An American skier born in San Francisco, Gu first became famous when she debuted at the 2022 Beijing Olympics on the Chinese team. At the recent Milan games, Gu faced tough questions about the actions of China’s one-party, authoritarian regime, which she dodged.
“I need to have a ton of evidence,” the 22-year-old Olympian told a Time Magazine reporter who asked about the communist government’s well-documented genocide of Uyghur Muslims.
“It’s irresponsible to ask me to be the mouthpiece of any agenda,” Gu went on to say.
But when an American chooses to play for the Chinese team they are acting as the mouthpiece for an agenda. Dictators have used sports to burnish their reputations going all the way back to the infamous 1936 Olympics in Berlin and beyond. To be an American on Team CCP is to willingly support that effort. Eileen Gu lends a human face to an ugly system.
I have the honor of working with brave Uyghur, Chinese, and Hong Kong dissidents. I have heard firsthand accounts of the abuses Gu is covering for. Listening to Gu’s denials and deflections is all the more infuriating because she and I actually share a lot of things in common (though I’ll admit Olympic-level athletic ability is not one of them).
Our parallel backgrounds have me thinking a lot about her character.
Eileen Gu and I are both first-generation Americans born to parents who experienced communist dictatorship; Gu’s mother is from China, while my parents came from the Soviet Union. We both retained an affinity for our parents’ cultures. Gu speaks fluent Mandarin and grew up traveling to China. I am fluent in Russian and spent many of my childhood summers visiting Russia. Gu’s mother clearly prioritized education, and I am sure she was overjoyed when her daughter enrolled at Stanford. I will always remember my immigrant parents’ excitement when my Yale acceptance letter arrived in the mail.
This is where the similarities end. If I opted to represent modern Russia in any capacity, I think my family would disown me. Yet Gu wears her affiliation with the Chinese Communist Party regime with pride.
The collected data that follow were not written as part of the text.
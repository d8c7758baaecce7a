#![allow(clippy::unwrap_used, reason = "allow in test files")]

use rand::{Rng, SeedableRng};
use rand_xoshiro::Xoshiro128StarStar;

use std::num::NonZeroUsize;

use super::{PlaneOfBlocks, spatial_deviation};
use crate::plane::{MBParam, PaddedPlane};

fn plane_from(src: &[u8], param: MBParam) -> PaddedPlane {
    let mut plane = PaddedPlane::new(param);
    plane.fill_plane(src);
    plane.pad();
    plane
}

#[test]
fn identical_frames_produce_zero_vectors_and_no_intra() {
    let param = MBParam::new(64, 48).unwrap();
    let mut rng = Xoshiro128StarStar::from_seed(*b"deadbeeflolcakes");
    let src: Vec<u8> = (0..64 * 48).map(|_| rng.random()).collect();
    let prev = plane_from(&src, param);
    let cur = plane_from(&src, param);

    let mut pob = PlaneOfBlocks::new(param, 2);
    let stats = pob.analyse(&prev, &cur);

    assert_eq!(stats.intra_blocks, 0);
    assert_eq!(stats.sum_sad_inter, 0);
    for mb in pob.blocks() {
        assert_eq!((mb.mv.x, mb.mv.y), (0, 0));
        assert_eq!(mb.sad, 0);
        assert!(!mb.is_intra);
    }
}

#[test]
fn flat_frames_stay_at_the_origin() {
    // every candidate has zero SAD; the origin must win on bit cost
    let param = MBParam::new(32, 32).unwrap();
    let src = vec![128u8; 32 * 32];
    let prev = plane_from(&src, param);
    let cur = plane_from(&src, param);

    let mut pob = PlaneOfBlocks::new(param, 4);
    pob.analyse(&prev, &cur);
    for mb in pob.blocks() {
        assert_eq!((mb.mv.x, mb.mv.y), (0, 0));
    }
}

#[test]
fn one_pixel_pan_is_fully_compensated() {
    // horizontal gradient shifted right by one pixel: the SAD surface is
    // monotone in |dx + 1| and flat in dy, so the search must land on (-1, 0)
    let param = MBParam::new(64, 64).unwrap();
    let base: Vec<u8> = (0..64 * 64).map(|i| ((i % 64) * 4) as u8).collect();
    let shifted: Vec<u8> = (0..64usize * 64)
        .map(|i| {
            let x = i % 64;
            ((x.saturating_sub(1)) * 4) as u8
        })
        .collect();
    let prev = plane_from(&base, param);
    let cur = plane_from(&shifted, param);

    let mut pob = PlaneOfBlocks::new(param, 2);
    let stats = pob.analyse(&prev, &cur);

    assert_eq!(stats.intra_blocks, 0);
    for mb in pob.blocks() {
        assert_eq!((mb.mv.x, mb.mv.y), (-1, 0));
        assert_eq!(mb.sad, 0);
    }
}

#[test]
fn hard_cut_marks_every_block_intra() {
    let param = MBParam::new(48, 32).unwrap();
    let prev = plane_from(&vec![0u8; 48 * 32], param);
    let cur = plane_from(&vec![255u8; 48 * 32], param);

    let mut pob = PlaneOfBlocks::new(param, 2);
    let stats = pob.analyse(&prev, &cur);

    assert_eq!(stats.intra_blocks, param.mb_count());
    assert_eq!(stats.sum_sad_inter, param.mb_count() as u64 * 256 * 255);
    for mb in pob.blocks() {
        assert!(mb.is_intra);
        assert_eq!(mb.variance, 0);
    }
}

#[test]
fn analysis_is_deterministic() {
    let param = MBParam::new(80, 64).unwrap();
    let mut rng = Xoshiro128StarStar::from_seed(*b"deadbeeflolcakes");
    let a: Vec<u8> = (0..80 * 64).map(|_| rng.random()).collect();
    let b: Vec<u8> = (0..80 * 64).map(|_| rng.random()).collect();
    let prev = plane_from(&a, param);
    let cur = plane_from(&b, param);

    let mut first = PlaneOfBlocks::new(param, 3);
    let mut second = PlaneOfBlocks::new(param, 3);
    let stats_first = first.analyse(&prev, &cur);
    let stats_second = second.analyse(&prev, &cur);

    assert_eq!(stats_first, stats_second);
    for (x, y) in first.blocks().iter().zip(second.blocks().iter()) {
        assert_eq!((x.mv.x, x.mv.y, x.sad), (y.mv.x, y.mv.y, y.sad));
    }
}

#[test]
fn spatial_deviation_of_a_flat_block_is_zero() {
    let block = vec![200u8; 16 * 16];
    assert_eq!(spatial_deviation(&block, NonZeroUsize::new(16).unwrap()), 0);
}

#[test]
fn spatial_deviation_sums_the_four_quadrant_residuals() {
    // top-left quadrant: 32 pixels at 64 and 32 at 0, mean 32, residual
    // 64 * 32; the other three quadrants are flat
    let mut block = vec![0u8; 16 * 16];
    for y in 0..8 {
        for x in 0..8 {
            if (y * 8 + x) % 2 == 0 {
                block[y * 16 + x] = 64;
            }
        }
    }
    assert_eq!(
        spatial_deviation(&block, NonZeroUsize::new(16).unwrap()),
        64 * 32
    );
}

#[test]
fn spatial_deviation_uses_the_truncating_mean() {
    // a single pixel at 63 leaves the quadrant mean at zero
    let mut block = vec![0u8; 16 * 16];
    block[0] = 63;
    assert_eq!(
        spatial_deviation(&block, NonZeroUsize::new(16).unwrap()),
        63
    );
}

#[test]
fn search_window_is_clipped_at_the_frame_corner() {
    // a large fcode must not push candidate reads outside the padded plane;
    // a run over a tiny frame exercises the clipping on all four sides
    let param = MBParam::new(16, 16).unwrap();
    let mut rng = Xoshiro128StarStar::from_seed(*b"deadbeeflolcakes");
    let a: Vec<u8> = (0..16 * 16).map(|_| rng.random()).collect();
    let b: Vec<u8> = (0..16 * 16).map(|_| rng.random()).collect();
    let prev = plane_from(&a, param);
    let cur = plane_from(&b, param);

    let mut pob = PlaneOfBlocks::new(param, 6);
    pob.analyse(&prev, &cur);
    let mb = pob.blocks()[0];
    assert!(mb.mv.x.unsigned_abs() <= 64);
    assert!(mb.mv.y.unsigned_abs() <= 64);
}
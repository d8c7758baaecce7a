use std::num::NonZeroUsize;

#[must_use]
pub(super) fn luma_sum<const WIDTH: usize, const HEIGHT: usize>(
    src: &[u8],
    src_pitch: NonZeroUsize,
) -> u32 {
    let mut sum = 0u32;
    for j in 0..HEIGHT {
        let src_row = &src[j * src_pitch.get()..][..WIDTH];
        for &pix in src_row {
            sum += u32::from(pix);
        }
    }
    sum
}

#[must_use]
fn luma_sqsum<const WIDTH: usize, const HEIGHT: usize>(
    src: &[u8],
    src_pitch: NonZeroUsize,
) -> u32 {
    let mut sqsum = 0u32;
    for j in 0..HEIGHT {
        let src_row = &src[j * src_pitch.get()..][..WIDTH];
        for &pix in src_row {
            let val = u32::from(pix);
            sqsum += val * val;
        }
    }
    sqsum
}

#[must_use]
pub(super) fn variance_16x16(src: &[u8], src_pitch: NonZeroUsize) -> u32 {
    let sum = luma_sum::<16, 16>(src, src_pitch);
    let sqsum = luma_sqsum::<16, 16>(src, src_pitch);
    // sum is at most 255 * 256, so sum * sum stays inside u32
    sqsum - sum * sum / 256
}
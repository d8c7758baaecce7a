cfg_if::cfg_if! {
    if #[cfg(all(target_arch = "x86_64", not(feature = "no_simd")))] {
        mod avx2;
    }
}
mod rust;


use std::num::NonZeroUsize;

/// Sum of the pixel values in an 8x8 block.
#[must_use]
pub fn luma_sum_8x8(src: &[u8], src_pitch: NonZeroUsize) -> u32 {
    #[cfg(all(target_arch = "x86_64", not(feature = "no_simd")))]
    if crate::util::has_avx2() {
        // SAFETY: AVX2 support was just verified
        return unsafe { avx2::luma_sum_8x8(src, src_pitch) };
    }
    rust::luma_sum::<8, 8>(src, src_pitch)
}

/// Spatial variance of a 16x16 block.
///
/// Computed as `sum(p^2) - sum(p)^2 / 256` in integer arithmetic; a flat
/// block scores zero. Used as the spatial-complexity proxy in the
/// macroblock classifier.
#[must_use]
pub fn variance_16x16(src: &[u8], src_pitch: NonZeroUsize) -> u32 {
    #[cfg(all(target_arch = "x86_64", not(feature = "no_simd")))]
    if crate::util::has_avx2() {
        // SAFETY: AVX2 support was just verified
        return unsafe { avx2::variance_16x16(src, src_pitch) };
    }
    rust::variance_16x16(src, src_pitch)
}
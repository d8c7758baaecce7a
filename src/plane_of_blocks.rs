#[cfg(test)]
mod tests;

use std::num::NonZeroUsize;

use smallvec::SmallVec;

use crate::luma::{luma_sum_8x8, variance_16x16};
use crate::mv::{MotionVector, mv_bits};
use crate::params::search_limit;
use crate::plane::{EDGE, MB_SIZE, MBParam, PaddedPlane};
use crate::sad::{sad_8x8, sad_16x16};

/// Vector cost factor applied to the signalling bits of a candidate.
const LAMBDA: u32 = 2;
/// Margin an inter prediction may exceed the spatial residual by before the
/// block counts as intra.
const INTRA_BIAS: u32 = 0;

/// Per-macroblock analysis record. Recomputed from scratch every frame.
#[derive(Debug, Clone, Copy, Default)]
pub struct Macroblock {
    #[allow(dead_code)]
    pub mv: MotionVector,
    /// Motion-compensated SAD at the best vector, without the bit penalty.
    pub sad: u32,
    pub variance: u32,
    pub is_intra: bool,
}

/// Whole-frame accumulation of the classifier outputs.
#[derive(Debug, Clone, Copy, Default, PartialEq, Eq)]
pub struct FrameStats {
    pub intra_blocks: usize,
    pub sum_sad_inter: u64,
    pub sum_variance: u64,
}

/// The macroblock grid of one frame pair.
///
/// Owns the transient macroblock array, which is allocated once and
/// rewritten in place every frame.
#[derive(Debug, Clone)]
pub struct PlaneOfBlocks {
    param: MBParam,
    search_limit: usize,
    blocks: Vec<Macroblock>,
}

impl PlaneOfBlocks {
    #[must_use]
    pub fn new(param: MBParam, fcode: u8) -> Self {
        Self {
            param,
            search_limit: search_limit(fcode),
            blocks: vec![Macroblock::default(); param.mb_count()],
        }
    }

    /// Runs motion search and intra/inter classification over every
    /// macroblock of `cur` against `prev`, in raster order.
    pub fn analyse(&mut self, prev: &PaddedPlane, cur: &PaddedPlane) -> FrameStats {
        debug_assert_eq!(prev.param(), &self.param);
        debug_assert_eq!(cur.param(), &self.param);

        let mut stats = FrameStats::default();
        for my in 0..self.param.mb_height.get() {
            for mx in 0..self.param.mb_width.get() {
                let mb = self.classify(prev.data(), cur.data(), mx, my);
                self.blocks[my * self.param.mb_width.get() + mx] = mb;

                stats.intra_blocks += usize::from(mb.is_intra);
                stats.sum_sad_inter += u64::from(mb.sad);
                stats.sum_variance += u64::from(mb.variance);
            }
        }
        stats
    }

    /// Macroblock records of the most recent [`Self::analyse`] pass.
    #[allow(dead_code)]
    #[must_use]
    pub fn blocks(&self) -> &[Macroblock] {
        &self.blocks
    }

    fn classify(&self, prev: &[u8], cur: &[u8], mx: usize, my: usize) -> Macroblock {
        let pitch = self.param.pitch();
        let offset = self.param.block_offset(mx, my);
        let block = &cur[offset..];

        let mv = self.search_mv(prev, cur, mx, my);
        let variance = variance_16x16(block, pitch);
        let sad_intra = spatial_deviation(block, pitch);

        Macroblock {
            mv,
            sad: mv.sad,
            variance,
            is_intra: mv.sad > sad_intra + INTRA_BIAS,
        }
    }

    /// Small-diamond integer search for the vector minimising
    /// `SAD + lambda * bits`, seeded at the origin.
    ///
    /// The step starts at half the window radius and halves whenever no
    /// diamond point improves the cost, down to single-pixel refinement.
    /// Candidates outside the legal window are skipped; ties are broken by
    /// `(cost, |dx| + |dy|, dy, dx)` so the result is reproducible.
    fn search_mv(&self, prev: &[u8], cur: &[u8], mx: usize, my: usize) -> MotionVector {
        let p = &self.param;
        let pitch = p.pitch();
        let pitch_i = pitch.get() as isize;
        let offset = p.block_offset(mx, my);
        let cur_block = &cur[offset..];

        // fcode range clipped so every candidate block stays inside the
        // padded plane
        let limit = self.search_limit as isize;
        let x_min = (-limit).max(-((mx * MB_SIZE + EDGE) as isize));
        let x_max = limit.min(((p.mb_width.get() - 1 - mx) * MB_SIZE + EDGE) as isize);
        let y_min = (-limit).max(-((my * MB_SIZE + EDGE) as isize));
        let y_max = limit.min(((p.mb_height.get() - 1 - my) * MB_SIZE + EDGE) as isize);

        let sad_at = |dx: isize, dy: isize| -> u32 {
            let ref_offset = (offset as isize + dy * pitch_i + dx) as usize;
            sad_16x16(cur_block, pitch, &prev[ref_offset..], pitch)
        };

        let mut best = MotionVector::zero();
        best.sad = sad_at(0, 0);
        let mut best_cost = best.sad + LAMBDA * mv_bits(0, 0);

        let mut step = (self.search_limit / 2).max(1) as isize;
        loop {
            loop {
                let mut candidates: SmallVec<[(u32, u32, isize, isize); 4]> = SmallVec::new();
                for (dx, dy) in [(step, 0), (-step, 0), (0, step), (0, -step)] {
                    let x = best.x + dx;
                    let y = best.y + dy;
                    if x < x_min || x > x_max || y < y_min || y > y_max {
                        continue;
                    }
                    let sad = sad_at(x, y);
                    candidates.push((sad + LAMBDA * mv_bits(x, y), sad, x, y));
                }

                let winner = candidates
                    .into_iter()
                    .min_by_key(|&(cost, _, x, y)| (cost, x.unsigned_abs() + y.unsigned_abs(), y, x));
                match winner {
                    Some((cost, sad, x, y)) if cost < best_cost => {
                        best = MotionVector { x, y, sad };
                        best_cost = cost;
                    }
                    _ => break,
                }
            }

            if step == 1 {
                break;
            }
            step /= 2;
        }

        best
    }
}

// SAFETY: constant is non-zero
const FLAT_PITCH: NonZeroUsize = unsafe { NonZeroUsize::new_unchecked(8) };

/// Residual of a spatial-only predictor: each 8x8 quadrant measured against
/// a flat block of its own (truncating) mean, summed over the macroblock.
fn spatial_deviation(block: &[u8], pitch: NonZeroUsize) -> u32 {
    let half = MB_SIZE / 2;
    let quadrants = [(0, 0), (half, 0), (0, half), (half, half)];
    quadrants
        .iter()
        .map(|&(qx, qy)| {
            let sub = &block[qy * pitch.get() + qx..];
            let mean = luma_sum_8x8(sub, pitch) / 64;
            let flat = [mean as u8; 64];
            sad_8x8(sub, pitch, &flat, FLAT_PITCH)
        })
        .sum()
}
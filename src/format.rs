
use std::io::{self, Write};
use std::str::FromStr;

use serde::Serialize;

use crate::decode::VideoMetadata;
use crate::detector::{DetectionResult, SceneInfo};
use crate::error::{Error, Result};

/// Cut-list serialization formats.
#[derive(Debug, Clone, Copy, PartialEq, Eq)]
pub enum OutputFormat {
    /// `{scenes: [...], metadata: {...}}`, pretty-printed.
    Json,
    /// `frame,timestamp,timecode` rows.
    Csv,
    /// Aegisub keyframe list: header plus one frame number per line.
    Aegisub,
    /// One `HH:MM:SS.mmm` timecode per line.
    Timecode,
}

impl FromStr for OutputFormat {
    type Err = Error;

    fn from_str(val: &str) -> Result<Self> {
        Ok(match val {
            "json" => Self::Json,
            "csv" => Self::Csv,
            "aegisub" => Self::Aegisub,
            "timecode" => Self::Timecode,
            _ => {
                return Err(Error::UnsupportedInput(format!(
                    "format must be 'json', 'csv', 'aegisub', or 'timecode', got '{val}'"
                )));
            }
        })
    }
}

#[derive(Serialize)]
struct JsonReport<'a> {
    scenes: &'a [SceneInfo],
    metadata: &'a VideoMetadata,
}

/// Writes the cut list of `result` to `writer` in the requested format.
pub fn write_scenes<W: Write>(
    result: &DetectionResult,
    format: OutputFormat,
    writer: &mut W,
) -> Result<()> {
    match format {
        OutputFormat::Json => {
            serde_json::to_writer_pretty(
                &mut *writer,
                &JsonReport {
                    scenes: &result.scenes,
                    metadata: &result.metadata,
                },
            )
            .map_err(io::Error::from)?;
            writeln!(writer)?;
        }
        OutputFormat::Csv => {
            writeln!(writer, "frame,timestamp,timecode")?;
            for scene in &result.scenes {
                writeln!(
                    writer,
                    "{},{:.3},{}",
                    scene.frame_number, scene.timestamp, scene.timecode
                )?;
            }
        }
        OutputFormat::Aegisub => {
            writeln!(writer, "# keyframe format v1")?;
            writeln!(writer, "fps {}", result.metadata.fps)?;
            for scene in &result.scenes {
                writeln!(writer, "{}", scene.frame_number)?;
            }
        }
        OutputFormat::Timecode => {
            for scene in &result.scenes {
                writeln!(writer, "{}", scene.timecode)?;
            }
        }
    }
    Ok(())
}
Nothing suggests that Eileen Gu joined the Chinese team because she is a committed Marxist (though to be fair, neither are the CCP bosses who pay her). She is clearly proud of her Chinese heritage, but she is no uber-nationalist—you won’t hear Gu saber rattling on social media about reuniting Taiwan with the mainland. This isn’t an endorsement of communism or Chinese ultra-nationalism, but if Eileen Gu subscribed to either of these ideologies, at least we would know that she believed in something bigger than herself.
So what motivates Gu? Why did she, an American–born and raised in freedom–forfeit her ability to speak openly in order to represent the Chinese Communist Party?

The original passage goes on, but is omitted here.